** Exercise goal **
The entries that follow include a run beginning at the line with "assert!(bus.messages_for(&SiteId::from_index(3)).is_empty());" and ending at the line with "bus.set_connected(true);"; restate that run word for word and leave the rest out.

++++ Record extracts

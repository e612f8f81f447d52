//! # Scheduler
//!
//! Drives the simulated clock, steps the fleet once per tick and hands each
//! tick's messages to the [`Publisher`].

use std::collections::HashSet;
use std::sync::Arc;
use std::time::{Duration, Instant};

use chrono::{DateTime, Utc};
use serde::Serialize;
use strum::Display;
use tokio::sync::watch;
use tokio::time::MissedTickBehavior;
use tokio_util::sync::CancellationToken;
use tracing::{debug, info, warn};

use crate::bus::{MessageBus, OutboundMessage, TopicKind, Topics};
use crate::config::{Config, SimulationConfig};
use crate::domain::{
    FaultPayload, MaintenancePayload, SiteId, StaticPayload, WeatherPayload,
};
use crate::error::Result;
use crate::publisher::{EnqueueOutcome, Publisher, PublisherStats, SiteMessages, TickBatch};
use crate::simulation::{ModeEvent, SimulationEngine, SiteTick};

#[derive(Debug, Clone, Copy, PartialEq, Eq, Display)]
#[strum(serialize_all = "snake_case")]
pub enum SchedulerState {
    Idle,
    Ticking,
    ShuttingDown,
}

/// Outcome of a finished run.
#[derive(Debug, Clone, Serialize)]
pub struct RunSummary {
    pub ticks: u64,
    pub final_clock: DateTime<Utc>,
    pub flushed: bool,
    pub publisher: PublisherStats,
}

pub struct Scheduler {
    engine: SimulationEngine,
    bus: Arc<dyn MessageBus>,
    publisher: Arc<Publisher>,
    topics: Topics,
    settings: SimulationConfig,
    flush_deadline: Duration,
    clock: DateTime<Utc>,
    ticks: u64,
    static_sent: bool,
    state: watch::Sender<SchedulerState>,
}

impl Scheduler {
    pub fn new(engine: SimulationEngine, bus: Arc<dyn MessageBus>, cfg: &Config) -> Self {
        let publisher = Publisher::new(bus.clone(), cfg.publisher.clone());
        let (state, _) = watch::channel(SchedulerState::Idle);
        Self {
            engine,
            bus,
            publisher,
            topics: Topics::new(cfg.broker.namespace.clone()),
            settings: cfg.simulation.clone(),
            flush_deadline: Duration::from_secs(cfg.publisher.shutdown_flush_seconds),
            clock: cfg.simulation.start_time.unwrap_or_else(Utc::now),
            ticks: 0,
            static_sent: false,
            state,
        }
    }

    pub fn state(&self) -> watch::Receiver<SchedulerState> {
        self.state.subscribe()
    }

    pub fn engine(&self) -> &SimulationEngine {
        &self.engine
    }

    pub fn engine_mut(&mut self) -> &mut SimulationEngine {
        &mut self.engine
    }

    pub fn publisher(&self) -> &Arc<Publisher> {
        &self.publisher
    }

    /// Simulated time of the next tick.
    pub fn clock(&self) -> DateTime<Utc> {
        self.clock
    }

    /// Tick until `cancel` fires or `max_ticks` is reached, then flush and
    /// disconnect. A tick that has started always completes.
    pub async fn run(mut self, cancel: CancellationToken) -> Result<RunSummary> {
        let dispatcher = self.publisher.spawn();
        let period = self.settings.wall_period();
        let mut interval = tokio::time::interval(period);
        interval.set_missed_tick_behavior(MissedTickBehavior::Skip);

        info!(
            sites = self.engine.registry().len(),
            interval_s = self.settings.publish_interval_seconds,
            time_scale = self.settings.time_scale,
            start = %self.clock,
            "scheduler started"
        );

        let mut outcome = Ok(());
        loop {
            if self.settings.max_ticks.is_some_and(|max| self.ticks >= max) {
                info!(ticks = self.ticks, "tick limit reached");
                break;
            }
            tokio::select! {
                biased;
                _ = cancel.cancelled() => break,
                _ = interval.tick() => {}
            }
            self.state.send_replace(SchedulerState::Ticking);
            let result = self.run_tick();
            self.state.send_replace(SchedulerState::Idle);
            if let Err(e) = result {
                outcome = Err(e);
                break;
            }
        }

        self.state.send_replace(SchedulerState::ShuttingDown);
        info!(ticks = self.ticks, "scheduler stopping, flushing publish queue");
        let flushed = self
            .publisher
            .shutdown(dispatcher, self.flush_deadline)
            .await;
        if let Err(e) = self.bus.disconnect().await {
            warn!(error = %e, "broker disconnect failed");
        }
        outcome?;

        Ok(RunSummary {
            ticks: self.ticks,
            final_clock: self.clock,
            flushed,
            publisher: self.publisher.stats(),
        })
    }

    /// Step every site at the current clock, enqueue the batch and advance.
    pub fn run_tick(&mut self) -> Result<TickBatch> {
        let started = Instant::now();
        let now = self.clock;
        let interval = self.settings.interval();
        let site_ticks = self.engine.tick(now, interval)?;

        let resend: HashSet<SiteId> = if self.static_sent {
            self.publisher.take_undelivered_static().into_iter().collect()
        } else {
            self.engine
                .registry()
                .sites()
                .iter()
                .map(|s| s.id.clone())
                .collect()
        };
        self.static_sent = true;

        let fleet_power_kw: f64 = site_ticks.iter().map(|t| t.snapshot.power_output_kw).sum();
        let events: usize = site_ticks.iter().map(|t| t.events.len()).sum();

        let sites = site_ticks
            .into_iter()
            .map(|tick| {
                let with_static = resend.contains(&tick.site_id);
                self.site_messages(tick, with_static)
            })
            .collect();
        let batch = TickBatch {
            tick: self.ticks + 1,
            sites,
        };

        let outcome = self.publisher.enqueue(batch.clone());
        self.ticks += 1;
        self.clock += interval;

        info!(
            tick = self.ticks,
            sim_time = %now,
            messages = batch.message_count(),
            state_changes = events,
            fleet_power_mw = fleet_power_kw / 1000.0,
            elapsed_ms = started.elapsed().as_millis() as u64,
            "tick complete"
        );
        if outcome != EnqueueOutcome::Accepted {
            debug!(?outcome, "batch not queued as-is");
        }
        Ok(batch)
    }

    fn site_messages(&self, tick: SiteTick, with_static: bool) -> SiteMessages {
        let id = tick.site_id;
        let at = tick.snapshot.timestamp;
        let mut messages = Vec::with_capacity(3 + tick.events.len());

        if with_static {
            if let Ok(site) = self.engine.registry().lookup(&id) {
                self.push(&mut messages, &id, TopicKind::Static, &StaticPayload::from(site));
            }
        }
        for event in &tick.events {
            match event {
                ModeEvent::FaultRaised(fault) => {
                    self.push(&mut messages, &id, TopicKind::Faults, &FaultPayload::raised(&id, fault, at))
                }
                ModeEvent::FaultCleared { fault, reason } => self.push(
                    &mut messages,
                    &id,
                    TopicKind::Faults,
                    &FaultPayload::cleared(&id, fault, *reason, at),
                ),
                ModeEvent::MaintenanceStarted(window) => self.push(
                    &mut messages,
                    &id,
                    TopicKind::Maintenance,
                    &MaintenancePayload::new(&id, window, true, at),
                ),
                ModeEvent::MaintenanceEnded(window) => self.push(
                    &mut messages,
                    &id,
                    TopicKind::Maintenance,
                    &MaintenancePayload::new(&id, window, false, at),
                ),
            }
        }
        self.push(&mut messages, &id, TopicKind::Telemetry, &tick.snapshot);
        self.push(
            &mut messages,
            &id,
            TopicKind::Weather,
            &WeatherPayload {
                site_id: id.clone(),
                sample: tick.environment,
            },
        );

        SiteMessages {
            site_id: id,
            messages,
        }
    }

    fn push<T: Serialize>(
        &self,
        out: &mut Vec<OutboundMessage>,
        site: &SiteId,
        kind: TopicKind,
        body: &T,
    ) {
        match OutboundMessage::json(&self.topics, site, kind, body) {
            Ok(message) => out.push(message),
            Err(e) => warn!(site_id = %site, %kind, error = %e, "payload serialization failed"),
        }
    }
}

++++++++
++++ Record extracts

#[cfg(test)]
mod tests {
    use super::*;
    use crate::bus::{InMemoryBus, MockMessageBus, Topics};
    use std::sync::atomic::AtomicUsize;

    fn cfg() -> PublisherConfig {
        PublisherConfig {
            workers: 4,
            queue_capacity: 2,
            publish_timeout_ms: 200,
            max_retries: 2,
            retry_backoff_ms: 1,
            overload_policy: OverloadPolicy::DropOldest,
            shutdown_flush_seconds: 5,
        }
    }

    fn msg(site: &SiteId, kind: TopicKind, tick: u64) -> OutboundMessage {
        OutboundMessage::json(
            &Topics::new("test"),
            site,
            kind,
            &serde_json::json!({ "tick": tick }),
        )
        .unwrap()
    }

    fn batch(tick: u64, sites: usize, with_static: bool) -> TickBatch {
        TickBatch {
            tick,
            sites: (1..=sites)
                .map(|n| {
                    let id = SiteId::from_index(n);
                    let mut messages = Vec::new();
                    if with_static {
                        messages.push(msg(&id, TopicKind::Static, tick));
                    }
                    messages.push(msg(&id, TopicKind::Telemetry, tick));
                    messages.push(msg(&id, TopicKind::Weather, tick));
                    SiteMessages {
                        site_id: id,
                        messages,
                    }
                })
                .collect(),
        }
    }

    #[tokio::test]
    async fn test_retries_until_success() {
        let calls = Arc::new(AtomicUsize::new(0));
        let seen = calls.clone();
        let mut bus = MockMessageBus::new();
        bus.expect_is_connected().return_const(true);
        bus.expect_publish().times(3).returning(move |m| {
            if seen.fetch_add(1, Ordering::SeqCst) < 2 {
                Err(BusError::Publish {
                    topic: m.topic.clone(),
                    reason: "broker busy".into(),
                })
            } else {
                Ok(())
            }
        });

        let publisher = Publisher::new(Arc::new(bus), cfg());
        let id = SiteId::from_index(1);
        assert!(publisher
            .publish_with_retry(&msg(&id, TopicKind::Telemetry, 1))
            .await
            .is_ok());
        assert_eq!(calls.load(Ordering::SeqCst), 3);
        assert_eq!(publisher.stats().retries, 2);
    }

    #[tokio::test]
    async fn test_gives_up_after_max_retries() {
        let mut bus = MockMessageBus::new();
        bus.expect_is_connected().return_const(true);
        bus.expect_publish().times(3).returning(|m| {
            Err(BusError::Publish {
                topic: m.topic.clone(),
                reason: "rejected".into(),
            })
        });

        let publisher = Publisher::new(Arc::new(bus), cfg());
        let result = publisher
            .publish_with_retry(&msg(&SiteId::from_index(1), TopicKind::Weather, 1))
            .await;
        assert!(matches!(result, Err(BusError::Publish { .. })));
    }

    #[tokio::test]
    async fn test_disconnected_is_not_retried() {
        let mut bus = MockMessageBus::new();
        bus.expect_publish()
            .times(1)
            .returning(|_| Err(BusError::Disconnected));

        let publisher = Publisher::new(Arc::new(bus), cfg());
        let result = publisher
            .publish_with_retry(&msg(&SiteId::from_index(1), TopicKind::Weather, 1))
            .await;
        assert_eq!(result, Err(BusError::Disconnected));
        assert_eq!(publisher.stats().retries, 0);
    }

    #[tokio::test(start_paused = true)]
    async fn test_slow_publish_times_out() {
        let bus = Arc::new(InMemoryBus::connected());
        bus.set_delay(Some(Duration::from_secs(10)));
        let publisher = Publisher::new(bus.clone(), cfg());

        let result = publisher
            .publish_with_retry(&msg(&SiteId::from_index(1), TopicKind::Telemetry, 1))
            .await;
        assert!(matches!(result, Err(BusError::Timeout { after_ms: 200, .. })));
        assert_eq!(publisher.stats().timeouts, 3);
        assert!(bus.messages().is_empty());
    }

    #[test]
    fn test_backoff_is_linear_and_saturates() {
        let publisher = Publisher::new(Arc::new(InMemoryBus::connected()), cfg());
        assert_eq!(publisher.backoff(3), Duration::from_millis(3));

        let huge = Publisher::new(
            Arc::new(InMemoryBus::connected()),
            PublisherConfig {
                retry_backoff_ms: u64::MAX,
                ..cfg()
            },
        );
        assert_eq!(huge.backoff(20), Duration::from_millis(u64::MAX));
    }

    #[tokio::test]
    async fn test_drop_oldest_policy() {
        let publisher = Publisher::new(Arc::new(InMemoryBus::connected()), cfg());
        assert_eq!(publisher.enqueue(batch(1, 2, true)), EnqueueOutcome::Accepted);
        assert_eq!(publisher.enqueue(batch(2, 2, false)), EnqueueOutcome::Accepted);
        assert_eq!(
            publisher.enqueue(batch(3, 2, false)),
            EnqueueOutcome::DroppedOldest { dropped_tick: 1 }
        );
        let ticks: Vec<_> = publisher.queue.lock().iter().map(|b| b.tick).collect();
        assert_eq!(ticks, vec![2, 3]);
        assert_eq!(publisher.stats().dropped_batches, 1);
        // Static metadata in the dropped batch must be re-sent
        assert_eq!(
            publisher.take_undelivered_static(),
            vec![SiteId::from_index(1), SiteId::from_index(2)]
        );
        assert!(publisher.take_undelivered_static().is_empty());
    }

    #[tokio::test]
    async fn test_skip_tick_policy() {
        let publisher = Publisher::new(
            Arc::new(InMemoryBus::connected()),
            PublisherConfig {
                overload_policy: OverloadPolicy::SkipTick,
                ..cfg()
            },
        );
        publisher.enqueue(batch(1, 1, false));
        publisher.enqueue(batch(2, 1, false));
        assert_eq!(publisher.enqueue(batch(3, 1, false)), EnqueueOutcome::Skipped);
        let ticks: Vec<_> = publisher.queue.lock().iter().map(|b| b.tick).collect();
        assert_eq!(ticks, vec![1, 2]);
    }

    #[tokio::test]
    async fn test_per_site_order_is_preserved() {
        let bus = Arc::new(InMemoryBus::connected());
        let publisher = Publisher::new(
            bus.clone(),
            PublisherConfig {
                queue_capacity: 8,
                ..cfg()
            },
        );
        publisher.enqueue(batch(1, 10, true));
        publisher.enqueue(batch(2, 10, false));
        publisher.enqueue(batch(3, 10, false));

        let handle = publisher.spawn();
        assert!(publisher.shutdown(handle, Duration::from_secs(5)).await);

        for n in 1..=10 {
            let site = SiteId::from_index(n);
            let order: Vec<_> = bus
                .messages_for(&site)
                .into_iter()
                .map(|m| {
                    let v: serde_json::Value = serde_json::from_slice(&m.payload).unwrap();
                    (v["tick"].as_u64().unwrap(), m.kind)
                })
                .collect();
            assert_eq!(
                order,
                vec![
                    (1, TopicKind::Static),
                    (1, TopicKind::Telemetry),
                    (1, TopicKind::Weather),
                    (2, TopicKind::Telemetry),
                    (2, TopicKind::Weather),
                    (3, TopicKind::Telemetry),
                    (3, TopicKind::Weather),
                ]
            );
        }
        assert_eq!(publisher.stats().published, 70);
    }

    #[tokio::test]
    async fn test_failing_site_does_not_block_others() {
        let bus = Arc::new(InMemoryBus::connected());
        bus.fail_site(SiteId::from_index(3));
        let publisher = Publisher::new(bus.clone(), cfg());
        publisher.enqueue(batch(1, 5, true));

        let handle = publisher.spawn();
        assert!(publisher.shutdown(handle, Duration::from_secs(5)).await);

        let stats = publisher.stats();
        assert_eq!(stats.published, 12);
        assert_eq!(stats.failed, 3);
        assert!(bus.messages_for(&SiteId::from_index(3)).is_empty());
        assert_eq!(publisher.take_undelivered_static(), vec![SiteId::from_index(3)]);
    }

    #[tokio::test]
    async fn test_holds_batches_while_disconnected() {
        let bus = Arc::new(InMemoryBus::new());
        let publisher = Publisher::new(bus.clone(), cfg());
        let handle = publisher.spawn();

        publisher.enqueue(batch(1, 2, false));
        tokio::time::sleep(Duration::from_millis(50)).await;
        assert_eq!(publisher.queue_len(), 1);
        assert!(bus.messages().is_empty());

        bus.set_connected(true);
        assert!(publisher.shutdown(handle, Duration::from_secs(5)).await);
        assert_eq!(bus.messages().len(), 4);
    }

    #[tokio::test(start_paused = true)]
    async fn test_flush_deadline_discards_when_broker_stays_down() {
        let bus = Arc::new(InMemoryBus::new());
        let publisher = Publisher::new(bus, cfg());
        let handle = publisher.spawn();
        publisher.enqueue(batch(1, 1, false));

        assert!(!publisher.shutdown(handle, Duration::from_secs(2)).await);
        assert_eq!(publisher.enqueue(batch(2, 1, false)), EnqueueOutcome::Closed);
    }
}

++++++++

** Result of the exercise **
        assert!(bus.messages_for(&SiteId::from_index(3)).is_empty());
        assert_eq!(publisher.take_undelivered_static(), vec![SiteId::from_index(3)]);
    }

    #[tokio::test]
    async fn test_holds_batches_while_disconnected() {
        let bus = Arc::new(InMemoryBus::new());
        let publisher = Publisher::new(bus.clone(), cfg());
        let handle = publisher.spawn();

        publisher.enqueue(batch(1, 2, false));
        tokio::time::sleep(Duration::from_millis(50)).await;
        assert_eq!(publisher.queue_len(), 1);
        assert!(bus.messages().is_empty());

        bus.set_connected(true);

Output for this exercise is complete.